The new observation space (after data has passed through this ConnectorV2 piece).

abstract preprocess(observation, episode: SingleAgentEpisode)[source]#

Override to implement the preprocessing logic.

Parameters:
  • observation – A single (non-batched) observation item for a single agent to be preprocessed by this connector.

  • episode – The SingleAgentEpisode instance, from which observation was taken. You can extract information on the particular AgentID and the ModuleID through episode.agent_id and episode.module_id.

Returns:

The new observation for the agent after observation has been preprocessed.

rllib.connectors.env_to_module.observation_preprocessor.MultiAgentObservationPreprocessor#

class ray.rllib.connectors.env_to_module.observation_preprocessor.MultiAgentObservationPreprocessor(input_observation_space: gymnasium.Space | None = None, input_action_space: gymnasium.Space | None = None, **kwargs)[source]#

Env-to-module connector preprocessing the most recent multi-agent observation.

The observation is always a dict of individual agents’ observations.

This is a convenience class that simplifies the writing of few-step preprocessor connectors.

Users must implement the preprocess() method, which simplifies the usual procedure of extracting some data from a list of episodes and adding it to the batch to a mere “old-observation –transform–> return new-observation” step.

PublicAPI (alpha): This API is in alpha and may change before becoming stable.

recompute_output_observation_space(input_observation_space: gymnasium.Space, input_action_space: gymnasium.Space) gymnasium.Space[source]#

Re-computes a new (output) observation space based on the input spaces.

This method should be overridden by users to make sure a ConnectorPipelineV2 knows how the input spaces through its individual ConnectorV2 pieces are being transformed.

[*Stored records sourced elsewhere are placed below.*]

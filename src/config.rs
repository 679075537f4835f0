use std::time::Duration;

use anyhow::Context;
use serde::Deserialize;

pub const DEFAULT_PORT: u16 = 8000;
pub const DEFAULT_RESEND_BASE_URL: &str = "https://api.resend.com";
pub const DEFAULT_MAIL_FROM: &str = "Admin <no-reply@killthemagic.dev>";
pub const DEFAULT_WELCOME_SUBJECT: &str = "Hi!";
pub const DEFAULT_WELCOME_DELAY_SECS: u64 = 5;
/// Upper bound for `WELCOME_DELAY_SECS` (one week).
pub const MAX_WELCOME_DELAY_SECS: u64 = 7 * 24 * 60 * 60;

#[derive(Debug, Clone, Deserialize)]
pub struct MailConfig {
    pub resend_api_key: String,
    pub resend_base_url: String,
    pub from: String,
    pub welcome_subject: String,
}

#[derive(Debug, Clone, Deserialize)]
pub struct AppConfig {
    pub database_url: String,
    pub host: String,
    pub port: u16,
    pub welcome_delay: Duration,
    pub mail: MailConfig,
}

impl AppConfig {
    pub fn from_env() -> anyhow::Result<Self> {
        Self::from_lookup(|key| std::env::var(key).ok())
    }

    /// Builds the config from an arbitrary key lookup, so tests don't have to
    /// mutate the process environment.
    pub fn from_lookup<F>(lookup: F) -> anyhow::Result<Self>
    where
        F: Fn(&str) -> Option<String>,
    {
        let database_url = lookup("DATABASE_URL").context("DATABASE_URL is not set")?;
        let mail = MailConfig {
            resend_api_key: lookup("RESEND_API_KEY").context("RESEND_API_KEY is not set")?,
            resend_base_url: lookup("RESEND_BASE_URL")
                .unwrap_or_else(|| DEFAULT_RESEND_BASE_URL.into()),
            from: lookup("MAIL_FROM").unwrap_or_else(|| DEFAULT_MAIL_FROM.into()),
            welcome_subject: lookup("WELCOME_SUBJECT")
                .unwrap_or_else(|| DEFAULT_WELCOME_SUBJECT.into()),
        };
        let welcome_delay_secs = lookup("WELCOME_DELAY_SECS")
            .and_then(|v| v.parse::<u64>().ok())
            .unwrap_or(DEFAULT_WELCOME_DELAY_SECS);
        anyhow::ensure!(
            welcome_delay_secs <= MAX_WELCOME_DELAY_SECS,
            "WELCOME_DELAY_SECS must be at most {MAX_WELCOME_DELAY_SECS}, got {welcome_delay_secs}"
        );

        Ok(Self {
            database_url,
            host: lookup("APP_HOST").unwrap_or_else(|| "0.0.0.0".into()),
            port: lookup("PORT")
                .and_then(|v| v.parse::<u16>().ok())
                .unwrap_or(DEFAULT_PORT),
            welcome_delay: Duration::from_secs(welcome_delay_secs),
            mail,
        })
    }
}
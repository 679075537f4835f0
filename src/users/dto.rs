use serde::{Deserialize, Serialize};

/// Request body for user creation. Only presence is checked.
#[derive(Debug, Deserialize)]
pub struct CreateUserRequest {
    pub name: String,
    pub email: String,
}

/// `{"ok": true}` / `{"ok": false, "error": "..."}`.
#[derive(Debug, Serialize, Deserialize, PartialEq, Eq)]
pub struct StatusBody {
    pub ok: bool,
    #[serde(skip_serializing_if = "Option::is_none")]
    pub error: Option<String>,
}

impl StatusBody {
    pub fn ok() -> Self {
        Self {
            ok: true,
            error: None,
        }
    }

    pub fn error(message: impl Into<String>) -> Self {
        Self {
            ok: false,
            error: Some(message.into()),
        }
    }
}
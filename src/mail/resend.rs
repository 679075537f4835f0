//! Resend-backed [`EmailSender`].
//!
//! Owns transport details only: request body, bearer auth, timeout, and the
//! mapping of provider error payloads into [`MailError`].

use std::time::Duration;

use async_trait::async_trait;
use reqwest::Client;
use serde::{Deserialize, Serialize};
use tracing::{debug, instrument};

use super::{EmailMessage, EmailSender, MailError};

const REQUEST_TIMEOUT: Duration = Duration::from_secs(10);

#[derive(Debug, Serialize)]
struct SendEmailRequest<'a> {
    from: &'a str,
    to: [&'a str; 1],
    subject: &'a str,
    html: &'a str,
}

#[derive(Debug, Deserialize)]
struct SendEmailResponse {
    id: String,
}

#[derive(Debug, Deserialize)]
struct ProviderError {
    #[serde(default)]
    name: Option<String>,
    #[serde(default)]
    message: Option<String>,
}

#[derive(Clone)]
pub struct ResendClient {
    client: Client,
    endpoint: String,
    api_key: String,
}

impl ResendClient {
    pub fn new(api_key: &str, base_url: &str) -> Result<Self, MailError> {
        let client = Client::builder().timeout(REQUEST_TIMEOUT).build()?;
        Ok(Self {
            client,
            endpoint: format!("{}/emails", base_url.trim_end_matches('/')),
            api_key: api_key.to_string(),
        })
    }
}

#[async_trait]
impl EmailSender for ResendClient {
    #[instrument(skip(self, message), fields(to = %message.to))]
    async fn send(&self, message: &EmailMessage) -> Result<String, MailError> {
        let body = SendEmailRequest {
            from: &message.from,
            to: [&message.to],
            subject: &message.subject,
            html: &message.html,
        };
        let response = self
            .client
            .post(&self.endpoint)
            .bearer_auth(&self.api_key)
            .json(&body)
            .send()
            .await?;

        let status = response.status();
        let bytes = response.bytes().await?;
        if !status.is_success() {
            return Err(provider_error(status.as_u16(), &bytes));
        }

        let sent: SendEmailResponse = serde_json::from_slice(&bytes)
            .map_err(|e| MailError::Decode(e.to_string()))?;
        debug!(email_id = %sent.id, "resend accepted message");
        Ok(sent.id)
    }
}

fn provider_error(status: u16, body: &[u8]) -> MailError {
    let message = match serde_json::from_slice::<ProviderError>(body) {
        Ok(ProviderError {
            name: Some(name),
            message: Some(message),
        }) => format!("{name}: {message}"),
        Ok(ProviderError {
            message: Some(message),
            ..
        }) => message,
        _ => String::from_utf8_lossy(body).trim().to_string(),
    };
    MailError::Provider { status, message }
}
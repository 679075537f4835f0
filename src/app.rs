use std::net::SocketAddr;

use axum::{routing::get, Json, Router};
use tower_http::{cors::CorsLayer, trace::TraceLayer};

use crate::config::AppConfig;
use crate::state::AppState;
use crate::users::{self, dto::StatusBody};

pub fn build_app(state: AppState) -> Router {
    Router::new()
        .nest(
            "/api/v1",
            Router::new()
                .merge(users::router())
                .route("/health", get(health)),
        )
        .with_state(state)
        .layer(CorsLayer::permissive())
        .layer(
            TraceLayer::new_for_http()
                .make_span_with(|req: &axum::http::Request<_>| {
                    let method = req.method().clone();
                    let uri = req.uri().clone();
                    tracing::info_span!(
                        "http_request",
                        %method,
                        uri = %uri,
                        status = tracing::field::Empty
                    )
                })
                .on_response(
                    |res: &axum::http::Response<_>,
                     latency: std::time::Duration,
                     span: &tracing::Span| {
                        let status = res.status();
                        span.record("status", tracing::field::display(status));
                        let latency_ms = latency.as_millis() as u64;
                        if status.is_server_error() {
                            tracing::error!(%status, latency_ms, "response");
                        } else {
                            tracing::info!(%status, latency_ms, "response");
                        }
                    },
                ),
        )
}

/// Liveness only; never touches the store.
async fn health() -> Json<StatusBody> {
    Json(StatusBody::ok())
}

pub async fn serve(app: Router, config: &AppConfig) -> anyhow::Result<()> {
    let addr: SocketAddr = format!("{}:{}", config.host, config.port).parse()?;

    tracing::info!("listening on {}", addr);
    let listener = tokio::net::TcpListener::bind(addr).await?;
    axum::serve(listener, app).await?;
    Ok(())
}
use async_trait::async_trait;

pub mod resend;
pub mod template;
pub mod welcome;

pub use resend::ResendClient;
pub use welcome::WelcomeMailer;

#[derive(Debug, thiserror::Error)]
pub enum MailError {
    #[error("template render failed: {0}")]
    Template(#[from] askama::Error),
    #[error("email transport failed: {0}")]
    Transport(#[from] reqwest::Error),
    #[error("email provider rejected message ({status}): {message}")]
    Provider { status: u16, message: String },
    #[error("unexpected provider response: {0}")]
    Decode(String),
}

/// A fully rendered message, built right before dispatch and never stored.
#[derive(Debug, Clone, PartialEq, Eq)]
pub struct EmailMessage {
    pub from: String,
    pub to: String,
    pub subject: String,
    pub html: String,
}

/// Outbound transactional email. Returns the provider's message id.
#[async_trait]
pub trait EmailSender: Send + Sync {
    async fn send(&self, message: &EmailMessage) -> Result<String, MailError>;
}
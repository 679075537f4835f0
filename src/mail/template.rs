use askama::Template;

use super::MailError;

/// Welcome email body; `templates/welcome.html`, HTML-escaped.
#[derive(Template)]
#[template(path = "welcome.html")]
pub struct WelcomeTemplate<'a> {
    pub name: &'a str,
}

pub fn render<T: Template>(template: &T) -> Result<String, MailError> {
    Ok(template.render()?)
}
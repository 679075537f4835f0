use axum::{
    http::StatusCode,
    response::{IntoResponse, Response},
    Json,
};

use crate::users::dto::StatusBody;

/// Errors that reach the HTTP caller. Anything else is logged and collapsed
/// into `Internal` before it gets here.
#[derive(Debug, thiserror::Error)]
pub enum ApiError {
    #[error("User already exists")]
    Conflict,
    #[error("Internal server error")]
    Internal,
}

impl ApiError {
    pub fn status(&self) -> StatusCode {
        match self {
            ApiError::Conflict => StatusCode::CONFLICT,
            ApiError::Internal => StatusCode::INTERNAL_SERVER_ERROR,
        }
    }
}

impl IntoResponse for ApiError {
    fn into_response(self) -> Response {
        (self.status(), Json(StatusBody::error(self.to_string()))).into_response()
    }
}
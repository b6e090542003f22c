//! Cross-domain database tests

use super::*;
use crate::models::{NewTransaction, TransactionSource};
use chrono::NaiveDate;

#[test]
fn test_derive_key_is_deterministic() {
    let a = derive_key("correct horse battery staple").unwrap();
    let b = derive_key("correct horse battery staple").unwrap();
    assert_eq!(a, b);

    let c = derive_key("different passphrase").unwrap();
    assert_ne!(a, c);

    // Hex-encoded, so usable inside the SQLCipher key pragma
    assert!(a.chars().all(|c| c.is_ascii_hexdigit()));
}

#[test]
fn test_new_requires_key_env() {
    // Only meaningful when the env var is absent; skip otherwise to avoid
    // interfering with developer environments.
    if std::env::var(DB_KEY_ENV).is_ok() {
        return;
    }
    let err = Database::new("/tmp/sift_requires_key.db").unwrap_err();
    assert!(matches!(err, crate::error::Error::Encryption(_)));
}

#[test]
fn test_unencrypted_database_reports_unencrypted() {
    let db = Database::in_memory().unwrap();
    // No SIFT_DB_KEY in test environments; either way this must not error.
    let _ = db.is_encrypted().unwrap();
}

#[test]
fn test_migrations_are_idempotent() {
    let dir = tempfile::tempdir().unwrap();
    let path = dir.path().join("sift.db");
    let path_str = path.to_str().unwrap();

    {
        let db = Database::new_unencrypted(path_str).unwrap();
        db.insert_transaction(&NewTransaction {
            date: NaiveDate::from_ymd_opt(2024, 3, 1).unwrap(),
            description: "NETFLIX.COM".to_string(),
            amount: -15.49,
            tags: vec![],
            source: TransactionSource::Import,
        })
        .unwrap();
    }

    // Re-opening runs migrations again over existing data
    let db = Database::new_unencrypted(path_str).unwrap();
    assert_eq!(db.count_transactions().unwrap(), 1);
}

#[test]
fn test_pool_hands_out_concurrent_connections() {
    let db = Database::in_memory().unwrap();
    let c1 = db.conn().unwrap();
    let c2 = db.conn().unwrap();

    let one: i64 = c1.query_row("SELECT 1", [], |row| row.get(0)).unwrap();
    let two: i64 = c2.query_row("SELECT 2", [], |row| row.get(0)).unwrap();
    assert_eq!(one + two, 3);
}

#[test]
fn test_parse_datetime_formats() {
    let parsed = parse_datetime("2024-03-15 10:30:00");
    assert_eq!(parsed.format("%Y-%m-%d").to_string(), "2024-03-15");

    // Unparseable input falls back to now rather than failing
    let _ = parse_datetime("not a date");
}
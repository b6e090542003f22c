//! Engine configuration for the classification engine
//!
//! The category weight caps, fuzzy similarity threshold, auto-apply
//! threshold, and learning parameters are tunable configuration, not
//! hard-coded constants.
//!
//! ## Configuration Resolution
//!
//! Config is loaded with a two-layer resolution:
//! 1. Check for override in data dir (~/.local/share/sift/config/engine.toml)
//! 2. Fall back to embedded defaults (compiled into binary)

use std::fs;
use std::path::{Path, PathBuf};

use serde::Deserialize;

use crate::error::{Error, Result};

/// Embedded default config (compiled into binary)
const DEFAULT_CONFIG: &str = include_str!("../../../config/engine.toml");

/// Per-category score caps
///
/// A category's matched rule weights are summed and clamped to its cap, so
/// the maximum single-sided confidence equals the sum of the three caps.
#[derive(Debug, Clone, Copy)]
pub struct CategoryCaps {
    pub keyword: f64,
    pub merchant: f64,
    pub tag_repetition: f64,
}

impl Default for CategoryCaps {
    fn default() -> Self {
        Self {
            keyword: 0.4,
            merchant: 0.3,
            tag_repetition: 0.3,
        }
    }
}

/// Feedback learner parameters
#[derive(Debug, Clone, Copy)]
pub struct LearningConfig {
    /// Weight nudge applied per adjustment
    pub step: f64,
    /// Agreement ratio above which a rule is promoted
    pub promote_ratio: f64,
    /// Agreement ratio below which a rule is demoted
    pub demote_ratio: f64,
}

impl Default for LearningConfig {
    fn default() -> Self {
        Self {
            step: 0.02,
            promote_ratio: 0.8,
            demote_ratio: 0.3,
        }
    }
}

/// Tunable parameters for classification, auto-tagging, and learning
#[derive(Debug, Clone)]
pub struct EngineConfig {
    pub caps: CategoryCaps,
    /// Minimum normalized similarity for merchant_fuzzy rules
    pub fuzzy_threshold: f64,
    /// Default confidence threshold for auto-applying suggestions
    pub auto_apply_threshold: f64,
    pub learning: LearningConfig,
}

impl Default for EngineConfig {
    fn default() -> Self {
        Self {
            caps: CategoryCaps::default(),
            fuzzy_threshold: 0.82,
            auto_apply_threshold: 0.7,
            learning: LearningConfig::default(),
        }
    }
}

impl EngineConfig {
    /// Load config with the default two-layer resolution
    pub fn load() -> Result<Self> {
        load_config(None)
    }

    /// Load config from an explicit path (falls back to embedded defaults
    /// if the file does not exist)
    pub fn load_from(path: &Path) -> Result<Self> {
        load_config(Some(path))
    }
}

/// Default override location in the platform data directory
pub fn default_config_path() -> Option<PathBuf> {
    dirs::data_local_dir().map(|d| d.join("sift").join("config").join("engine.toml"))
}

/// Load configuration (override first, then default)
fn load_config(override_path: Option<&Path>) -> Result<EngineConfig> {
    let content = if let Some(path) = override_path {
        if path.exists() {
            fs::read_to_string(path)
                .map_err(|e| Error::Config(format!("Failed to read config: {}", e)))?
        } else {
            DEFAULT_CONFIG.to_string()
        }
    } else if let Some(default_path) = default_config_path() {
        if default_path.exists() {
            fs::read_to_string(&default_path)
                .map_err(|e| Error::Config(format!("Failed to read config: {}", e)))?
        } else {
            DEFAULT_CONFIG.to_string()
        }
    } else {
        DEFAULT_CONFIG.to_string()
    };

    parse_config(&content)
}

/// Raw config structure for TOML parsing
#[derive(Debug, Deserialize)]
struct RawConfig {
    classifier: Option<RawClassifier>,
    autotag: Option<RawAutotag>,
    learning: Option<RawLearning>,
}

#[derive(Debug, Deserialize)]
struct RawClassifier {
    keyword_cap: Option<f64>,
    merchant_cap: Option<f64>,
    tag_repetition_cap: Option<f64>,
    fuzzy_threshold: Option<f64>,
}

#[derive(Debug, Deserialize)]
struct RawAutotag {
    confidence_threshold: Option<f64>,
}

#[derive(Debug, Deserialize)]
struct RawLearning {
    step: Option<f64>,
    promote_ratio: Option<f64>,
    demote_ratio: Option<f64>,
}

/// Parse config from TOML content
fn parse_config(content: &str) -> Result<EngineConfig> {
    let raw: RawConfig = toml::from_str(content)
        .map_err(|e| Error::Config(format!("Invalid config TOML: {}", e)))?;

    let mut config = EngineConfig::default();

    if let Some(classifier) = raw.classifier {
        if let Some(cap) = classifier.keyword_cap {
            config.caps.keyword = cap;
        }
        if let Some(cap) = classifier.merchant_cap {
            config.caps.merchant = cap;
        }
        if let Some(cap) = classifier.tag_repetition_cap {
            config.caps.tag_repetition = cap;
        }
        if let Some(threshold) = classifier.fuzzy_threshold {
            config.fuzzy_threshold = threshold;
        }
    }

    if let Some(autotag) = raw.autotag {
        if let Some(threshold) = autotag.confidence_threshold {
            config.auto_apply_threshold = threshold;
        }
    }

    if let Some(learning) = raw.learning {
        if let Some(step) = learning.step {
            config.learning.step = step;
        }
        if let Some(ratio) = learning.promote_ratio {
            config.learning.promote_ratio = ratio;
        }
        if let Some(ratio) = learning.demote_ratio {
            config.learning.demote_ratio = ratio;
        }
    }

    validate_config(&config)?;
    Ok(config)
}

fn validate_config(config: &EngineConfig) -> Result<()> {
    let unit_bounded = [
        ("keyword_cap", config.caps.keyword),
        ("merchant_cap", config.caps.merchant),
        ("tag_repetition_cap", config.caps.tag_repetition),
        ("fuzzy_threshold", config.fuzzy_threshold),
        ("confidence_threshold", config.auto_apply_threshold),
        ("promote_ratio", config.learning.promote_ratio),
        ("demote_ratio", config.learning.demote_ratio),
    ];
    for (name, value) in unit_bounded {
        if !(0.0..=1.0).contains(&value) {
            return Err(Error::Config(format!(
                "{} must be in [0, 1], got {}",
                name, value
            )));
        }
    }
    if config.learning.step <= 0.0 || config.learning.step > 1.0 {
        return Err(Error::Config(format!(
            "learning step must be in (0, 1], got {}",
            config.learning.step
        )));
    }
    if config.learning.demote_ratio > config.learning.promote_ratio {
        return Err(Error::Config(
            "demote_ratio must not exceed promote_ratio".to_string(),
        ));
    }
    Ok(())
}
#[cfg(test)]
mod tests {
    use super::*;
    use crate::db::TransactionInsertResult;
    use crate::models::{NewRule, NewTransaction, PatternKind, TransactionSource};
    use chrono::NaiveDate;

    fn setup() -> (Database, EngineConfig) {
        let db = Database::in_memory().unwrap();
        let config = EngineConfig::default();
        (db, config)
    }

    fn add_tx(db: &Database, date: &str, description: &str, amount: f64) -> i64 {
        match db
            .insert_transaction(&NewTransaction {
                date: NaiveDate::parse_from_str(date, "%Y-%m-%d").unwrap(),
                description: description.to_string(),
                amount,
                tags: vec![],
                source: TransactionSource::Manual,
            })
            .unwrap()
        {
            TransactionInsertResult::Inserted(id) => id,
            other => panic!("unexpected {:?}", other),
        }
    }

    fn add_rule(db: &Database, pattern: &str, type_label: ExpenseType, weight: f64) -> i64 {
        db.insert_rule(&NewRule {
            name: format!("test: {}", pattern),
            type_label,
            pattern_kind: PatternKind::Keyword,
            pattern: pattern.to_string(),
            weight,
        })
        .unwrap()
    }

    #[test]
    fn test_get_suggestion_not_found() {
        let (db, config) = setup();
        let service = ClassificationService::new(&db, &config);

        let err = service.get_suggestion(42).unwrap_err();
        assert!(matches!(err, Error::NotFound(_)));
    }

    #[test]
    fn test_income_is_not_applicable() {
        let (db, config) = setup();
        let id = add_tx(&db, "2024-03-01", "PAYROLL DEPOSIT", 2500.0);
        let service = ClassificationService::new(&db, &config);

        let err = service.get_suggestion(id).unwrap_err();
        assert!(matches!(err, Error::NotApplicable(_)));
    }

    #[test]
    fn test_suggestion_for_expense() {
        let (db, config) = setup();
        add_rule(&db, "netflix", ExpenseType::Fixed, 0.4);
        let id = add_tx(&db, "2024-03-01", "NETFLIX.COM", -15.49);
        let service = ClassificationService::new(&db, &config);

        let suggestion = service.get_suggestion(id).unwrap();
        assert_eq!(suggestion.suggested_type, ExpenseType::Fixed);
        assert!(suggestion.confidence_score > 0.0);
    }

    #[test]
    fn test_cache_invalidated_by_rule_revision() {
        let (db, config) = setup();
        let rule_id = add_rule(&db, "netflix", ExpenseType::Fixed, 0.4);
        let id = add_tx(&db, "2024-03-01", "NETFLIX.COM", -15.49);
        let service = ClassificationService::new(&db, &config);

        let before = service.get_suggestion(id).unwrap();
        // Second call is served from cache at the same revision
        let cached = service.get_suggestion(id).unwrap();
        assert_eq!(before.rule_revision, cached.rule_revision);

        db.update_rule_weight(rule_id, 0.1).unwrap();

        let after = service.get_suggestion(id).unwrap();
        assert!(after.rule_revision > before.rule_revision);
        assert!(after.confidence_score < before.confidence_score);
    }

    #[test]
    fn test_record_decision_follow_ai() {
        let (db, config) = setup();
        let rule_id = add_rule(&db, "netflix", ExpenseType::Fixed, 0.4);
        let id = add_tx(&db, "2024-03-01", "NETFLIX.COM", -15.49);
        let service = ClassificationService::new(&db, &config);

        let suggestion = service.get_suggestion(id).unwrap();
        let tx = service
            .record_decision(id, Decision::AiSuggestion, &suggestion, true)
            .unwrap();

        assert_eq!(tx.expense_type, Some(ExpenseType::Fixed));

        let events = db.list_feedback_for_transaction(id).unwrap();
        assert_eq!(events.len(), 1);
        assert!(events[0].agreed);
        assert_eq!(events[0].matched_rule_ids, vec![rule_id]);
        assert!(events[0].user_confirmed);
    }

    #[test]
    fn test_record_decision_override_disagrees() {
        let (db, config) = setup();
        add_rule(&db, "netflix", ExpenseType::Fixed, 0.4);
        let id = add_tx(&db, "2024-03-01", "NETFLIX.COM", -15.49);
        let service = ClassificationService::new(&db, &config);

        let suggestion = service.get_suggestion(id).unwrap();
        let tx = service
            .record_decision(id, Decision::Variable, &suggestion, true)
            .unwrap();

        assert_eq!(tx.expense_type, Some(ExpenseType::Variable));

        let events = db.list_feedback_for_transaction(id).unwrap();
        assert_eq!(events.len(), 1);
        assert!(!events[0].agreed);
    }

    #[test]
    fn test_forced_decision_matching_suggestion_counts_as_agreement() {
        let (db, config) = setup();
        add_rule(&db, "netflix", ExpenseType::Fixed, 0.4);
        let id = add_tx(&db, "2024-03-01", "NETFLIX.COM", -15.49);
        let service = ClassificationService::new(&db, &config);

        let suggestion = service.get_suggestion(id).unwrap();
        service
            .record_decision(id, Decision::Fixed, &suggestion, true)
            .unwrap();

        let events = db.list_feedback_for_transaction(id).unwrap();
        assert!(events[0].agreed);
    }

    #[test]
    fn test_record_decision_idempotent_overwrite() {
        let (db, config) = setup();
        add_rule(&db, "netflix", ExpenseType::Fixed, 0.4);
        let id = add_tx(&db, "2024-03-01", "NETFLIX.COM", -15.49);
        let service = ClassificationService::new(&db, &config);

        let suggestion = service.get_suggestion(id).unwrap();
        service
            .record_decision(id, Decision::Fixed, &suggestion, true)
            .unwrap();
        let tx = service
            .record_decision(id, Decision::Fixed, &suggestion, true)
            .unwrap();

        assert_eq!(tx.expense_type, Some(ExpenseType::Fixed));
        assert_eq!(db.list_feedback_for_transaction(id).unwrap().len(), 2);
    }

    #[test]
    fn test_list_pending_needs_attention_order() {
        let (db, config) = setup();
        add_rule(&db, "netflix", ExpenseType::Fixed, 0.4);
        add_rule(&db, "subscription", ExpenseType::Fixed, 0.3);
        add_rule(&db, "restaurant", ExpenseType::Variable, 0.2);

        // Strong match, weak match, no match
        add_tx(&db, "2024-03-01", "NETFLIX SUBSCRIPTION", -15.49);
        add_tx(&db, "2024-03-02", "RESTAURANT LE PETIT PARIS", -45.0);
        add_tx(&db, "2024-03-03", "MYSTERY CHARGE 0423", -12.0);
        // Income and other months are excluded entirely
        add_tx(&db, "2024-03-04", "PAYROLL DEPOSIT", 2500.0);
        add_tx(&db, "2024-04-01", "NETFLIX SUBSCRIPTION", -15.49);

        let service = ClassificationService::new(&db, &config);
        let pending = service.list_pending("2024-03", None, None).unwrap();

        assert_eq!(pending.len(), 3);
        // Ascending confidence: most ambiguous first
        for window in pending.windows(2) {
            assert!(
                window[0].suggestion.confidence_score <= window[1].suggestion.confidence_score
            );
        }
        // Weak variable match (0.2) < capped keyword match (0.4) < no-match default (0.5)
        assert_eq!(
            pending[0].transaction.description,
            "RESTAURANT LE PETIT PARIS"
        );
        assert_eq!(pending[1].transaction.description, "NETFLIX SUBSCRIPTION");
        assert_eq!(pending[2].transaction.description, "MYSTERY CHARGE 0423");
    }

    #[test]
    fn test_list_pending_min_confidence_and_limit() {
        let (db, config) = setup();
        add_rule(&db, "netflix", ExpenseType::Fixed, 0.4);
        add_tx(&db, "2024-03-01", "NETFLIX.COM", -15.49);
        add_tx(&db, "2024-03-02", "MYSTERY CHARGE", -12.0);

        let service = ClassificationService::new(&db, &config);

        // min_confidence filters before the limit applies
        let filtered = service.list_pending("2024-03", None, Some(0.45)).unwrap();
        assert_eq!(filtered.len(), 1);
        assert_eq!(filtered[0].transaction.description, "MYSTERY CHARGE");

        let limited = service.list_pending("2024-03", Some(1), None).unwrap();
        assert_eq!(limited.len(), 1);
    }

    #[test]
    fn test_list_pending_never_returns_classified() {
        let (db, config) = setup();
        add_rule(&db, "netflix", ExpenseType::Fixed, 0.4);
        let id = add_tx(&db, "2024-03-01", "NETFLIX.COM", -15.49);
        add_tx(&db, "2024-03-02", "MYSTERY CHARGE", -12.0);

        let service = ClassificationService::new(&db, &config);
        let suggestion = service.get_suggestion(id).unwrap();
        service
            .record_decision(id, Decision::AiSuggestion, &suggestion, true)
            .unwrap();

        let pending = service.list_pending("2024-03", None, None).unwrap();
        assert_eq!(pending.len(), 1);
        assert!(pending.iter().all(|p| p.transaction.expense_type.is_none()));
    }

    #[test]
    fn test_invalid_month_rejected() {
        let (db, config) = setup();
        let service = ClassificationService::new(&db, &config);

        for month in ["2024", "2024-13", "24-03", "march", "2024-03-01"] {
            let err = service.list_pending(month, None, None).unwrap_err();
            assert!(matches!(err, Error::InvalidData(_)), "month {}", month);
        }
    }

    #[test]
    fn test_pending_stats_bands() {
        let (db, config) = setup();
        add_rule(&db, "netflix", ExpenseType::Fixed, 0.4);
        add_tx(&db, "2024-03-01", "NETFLIX.COM", -15.49);
        add_tx(&db, "2024-03-02", "MYSTERY CHARGE", -12.0);

        let service = ClassificationService::new(&db, &config);
        let pending = service.list_pending("2024-03", None, None).unwrap();
        let stats = ClassificationService::pending_stats(&pending);

        assert_eq!(stats.total, pending.len());
        assert_eq!(stats.high + stats.medium + stats.low, stats.total);
    }
}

from gymnasium.spaces import Box, Discrete
import numpy as np

from ray.rllib.connectors.connector_v2 import ConnectorV2
from ray.rllib.utils.numpy import one_hot
from ray.rllib.utils.test_utils import check

class OneHotConnector(ConnectorV2):
    def recompute_output_observation_space(
        self,
        input_observation_space,
        input_action_space,
    ):
        return Box(0.0, 1.0, (input_observation_space.n,), np.float32)

    def __call__(
        self,
        *,
        rl_module,
        batch,
        episodes,
        explore=None,
        shared_data=None,
        metrics=None,
        **kwargs,
    ):
        assert "obs" in batch
        batch["obs"] = one_hot(batch["obs"])
        return batch

connector = OneHotConnector(input_observation_space=Discrete(2))
batch = {"obs": np.array([1, 0, 0], np.int32)}
output = connector(rl_module=None, batch=batch, episodes=None)

check(output, {"obs": np.array([[0.0, 1.0], [1.0, 0.0], [1.0, 0.0]])})

If this ConnectorV2 does not change the observation space in any way, leave this parent method implementation untouched.

Parameters:
  • input_observation_space – The input observation space (either coming from the environment if self is the first connector piece in the pipeline or from the previous connector piece in the pipeline).

  • input_action_space – The input action space (either coming from the environment if self is the first connector piece in the pipeline or from the previous connector piece in the pipeline).

Returns:

The new observation space (after data has passed through this ConnectorV2 piece).

abstract preprocess(observations, episode: MultiAgentEpisode)[source]#

Override to implement the preprocessing logic.

Parameters:
  • observations – An observation dict containing each stepping agents’ (non-batched) observation to be preprocessed by this connector.

  • episode – The MultiAgentEpisode instance, where the observation dict originated from.

Returns:

The new multi-agent observation dict after observations has been preprocessed.